Task input:
//! Hash join with build (right) and probe (left) phases.
//!
//! Output layout: every left column in order, then every right column except
//! the right key. A right column whose name is already taken gets the
//! configured suffix (`"_right"` by default), repeated until the name is
//! unique. Rows come out in probe order; callers that need a deterministic
//! order sort afterwards.

use std::collections::{HashMap, HashSet};

use tabula_core::config::{JoinOptions, JoinType};
use tabula_core::error::{Error, Result};
use tabula_core::frame::DataFrame;
use tabula_core::schema::{Field, Schema};
use tabula_core::series::{ColumnData, Series};
use tabula_core::types::Scalar;

use crate::traits::Operator;

#[derive(Default)]
pub struct HashJoin {
    pub left_on: String,
    pub right_on: String,
    pub options: JoinOptions,
}

impl HashJoin {
    pub fn new(left_on: impl Into<String>, right_on: impl Into<String>, options: JoinOptions) -> Self {
        Self {
            left_on: left_on.into(),
            right_on: right_on.into(),
            options,
        }
    }
}

/// Hashable view of one non-null key slot.
#[derive(Debug, Clone, Copy, PartialEq, Eq, Hash)]
enum JoinKey<'a> {
    Bool(bool),
    I64(i64),
    U32(u32),
    /// Canonicalized bits: `-0.0` folds onto `0.0`, every NaN onto one NaN.
    F64(u64),
    Str(&'a str),
}

fn join_key(series: &Series, idx: usize) -> Option<JoinKey<'_>> {
    if series.is_null_at(idx) {
        return None;
    }
    let key = match series.data() {
        ColumnData::Boolean(v) => JoinKey::Bool(v[idx]),
        ColumnData::Int64(v) => JoinKey::I64(v[idx]),
        ColumnData::UInt32(v) => JoinKey::U32(v[idx]),
        ColumnData::Float64(v) => {
            let x = v[idx];
            let x = if x == 0.0 {
                0.0
            } else if x.is_nan() {
                f64::NAN
            } else {
                x
            };
            JoinKey::F64(x.to_bits())
        }
        ColumnData::Utf8(v) => JoinKey::Str(v[idx].as_str()),
    };
    Some(key)
}

impl Operator for HashJoin {
    fn name(&self) -> &'static str {
        "join_hash"
    }

    fn plan(&self, input_schemas: &[Schema]) -> Result<Schema> {
        if input_schemas.len() != 2 {
            return Err(Error::InvalidArgument("hash join expects two inputs".into()));
        }
        self.options.validate()?;
        let left_schema = &input_schemas[0];
        let right_schema = &input_schemas[1];

        let left_key = left_schema
            .index_of(&self.left_on)
            .and_then(|idx| left_schema.field(idx))
            .ok_or_else(|| Error::ColumnNotFound(self.left_on.clone()))?;
        let right_key = right_schema
            .index_of(&self.right_on)
            .and_then(|idx| right_schema.field(idx))
            .ok_or_else(|| Error::ColumnNotFound(self.right_on.clone()))?;
        if left_key.data_type != right_key.data_type {
            return Err(Error::TypeMismatch(format!(
                "join keys '{}' ({}) and '{}' ({}) have different dtypes",
                left_key.name, left_key.data_type, right_key.name, right_key.data_type
            )));
        }

        let how = self.options.how;
        let mut fields: Vec<Field> = Vec::with_capacity(left_schema.len() + right_schema.len());

        // Left fields; outer joins null-pad them for right-only rows.
        for field in &left_schema.fields {
            let mut new_field = field.clone();
            if how == JoinType::Outer && field.name != self.left_on {
                new_field.nullable = true;
            }
            fields.push(new_field);
        }

        // Right fields minus the key (with suffix if name conflicts).
        for field in &right_schema.fields {
            if field.name == self.right_on {
                continue;
            }
            let mut new_field = field.clone();
            // The suffix is non-empty, so repeating it always ends.
            while fields.iter().any(|f| f.name == new_field.name) {
                new_field.name.push_str(&self.options.suffix);
            }
            if how != JoinType::Inner {
                new_field.nullable = true;
            }
            fields.push(new_field);
        }

        Ok(Schema::new(fields))
    }

    fn execute(&self, inputs: &[&DataFrame]) -> Result<DataFrame> {
        if inputs.len() != 2 {
            return Err(Error::InvalidArgument("hash join needs two inputs".into()));
        }
        let left = inputs[0];
        let right = inputs[1];
        let out_schema = self.plan(&[left.schema(), right.schema()])?;

        let left_key = left.column(&self.left_on)?;
        let right_key = right.column(&self.right_on)?;
        let how = self.options.how;

        // Build phase: hash table on right side
        let mut hash_table: HashMap<JoinKey<'_>, Vec<usize>> = HashMap::new();
        for row_idx in 0..right_key.len() {
            if let Some(key) = join_key(right_key, row_idx) {
                hash_table.entry(key).or_default().push(row_idx);
            }
        }

        // Probe phase: scan left side and emit matches
        let mut left_rows: Vec<Option<usize>> = Vec::with_capacity(left.height());
        let mut right_rows: Vec<Option<usize>> = Vec::with_capacity(left.height());
        for left_idx in 0..left_key.len() {
            match join_key(left_key, left_idx).and_then(|k| hash_table.get(&k)) {
                Some(matches) => {
                    // Outer joins pair a key with its first right row only.
                    let paired = if how == JoinType::Outer {
                        &matches[..1]
                    } else {
                        &matches[..]
                    };
                    for &right_idx in paired {
                        left_rows.push(Some(left_idx));
                        right_rows.push(Some(right_idx));
                    }
                }
                None if how != JoinType::Inner => {
                    left_rows.push(Some(left_idx));
                    right_rows.push(None);
                }
                None => {}
            }
        }

        // Right-only rows for outer joins: every right row the probe did not
        // pair. Each right row lands in exactly one output row.
        if how == JoinType::Outer {
            let left_keys: HashSet<JoinKey<'_>> =
                (0..left_key.len()).filter_map(|i| join_key(left_key, i)).collect();
            for right_idx in 0..right_key.len() {
                let paired = join_key(right_key, right_idx)
                    .filter(|key| left_keys.contains(key))
                    .and_then(|key| hash_table.get(&key))
                    .is_some_and(|rows| rows.first() == Some(&right_idx));
                if !paired {
                    left_rows.push(None);
                    right_rows.push(Some(right_idx));
                }
            }
        }

        #[cfg(feature = "tracing")]
        tracing::debug!(
            how = ?how,
            left_on = %self.left_on,
            right_on = %self.right_on,
            left_rows = left.height(),
            right_rows = right.height(),
            output_rows = left_rows.len(),
            "hash join"
        );

        let mut output_cols = Vec::with_capacity(out_schema.len());

        // Left columns
        for col in left.get_columns() {
            if col.name() == self.left_on && how == JoinType::Outer {
                output_cols.push(coalesce_key(left_key, &left_rows, right_key, &right_rows)?);
            } else {
                output_cols.push(col.take_opt(&left_rows)?);
            }
        }

        // Right columns, named as planned
        let right_fields = out_schema.fields.iter().skip(left.width());
        let right_cols = right
            .get_columns()
            .iter()
            .filter(|c| c.name() != self.right_on);
        for (col, field) in right_cols.zip(right_fields) {
            output_cols.push(col.take_opt(&right_rows)?.with_name(field.name.clone()));
        }

        DataFrame::new(output_cols)
    }
}

/// Key column of an outer join: taken from whichever side produced the row.
fn coalesce_key(
    left_key: &Series,
    left_rows: &[Option<usize>],
    right_key: &Series,
    right_rows: &[Option<usize>],
) -> Result<Series> {
    let mut values = Vec::with_capacity(left_rows.len());
    for (l, r) in left_rows.iter().zip(right_rows) {
        let value = match (l, r) {
            (Some(l), _) => left_key.get(*l)?,
            (None, Some(r)) => right_key.get(*r)?,
            (None, None) => Scalar::Null,
        };
        values.push(value);
    }
    Series::from_scalars(left_key.name(), values, Some(left_key.dtype()))
}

About this exercise: Only lines holding "None" are wanted; copy all of them from the listing.

Result of this task:
        return None;
                None if how != JoinType::Inner => {
                    right_rows.push(None);
                None => {}
                    left_rows.push(None);
            (None, Some(r)) => right_key.get(*r)?,
            (None, None) => Scalar::Null,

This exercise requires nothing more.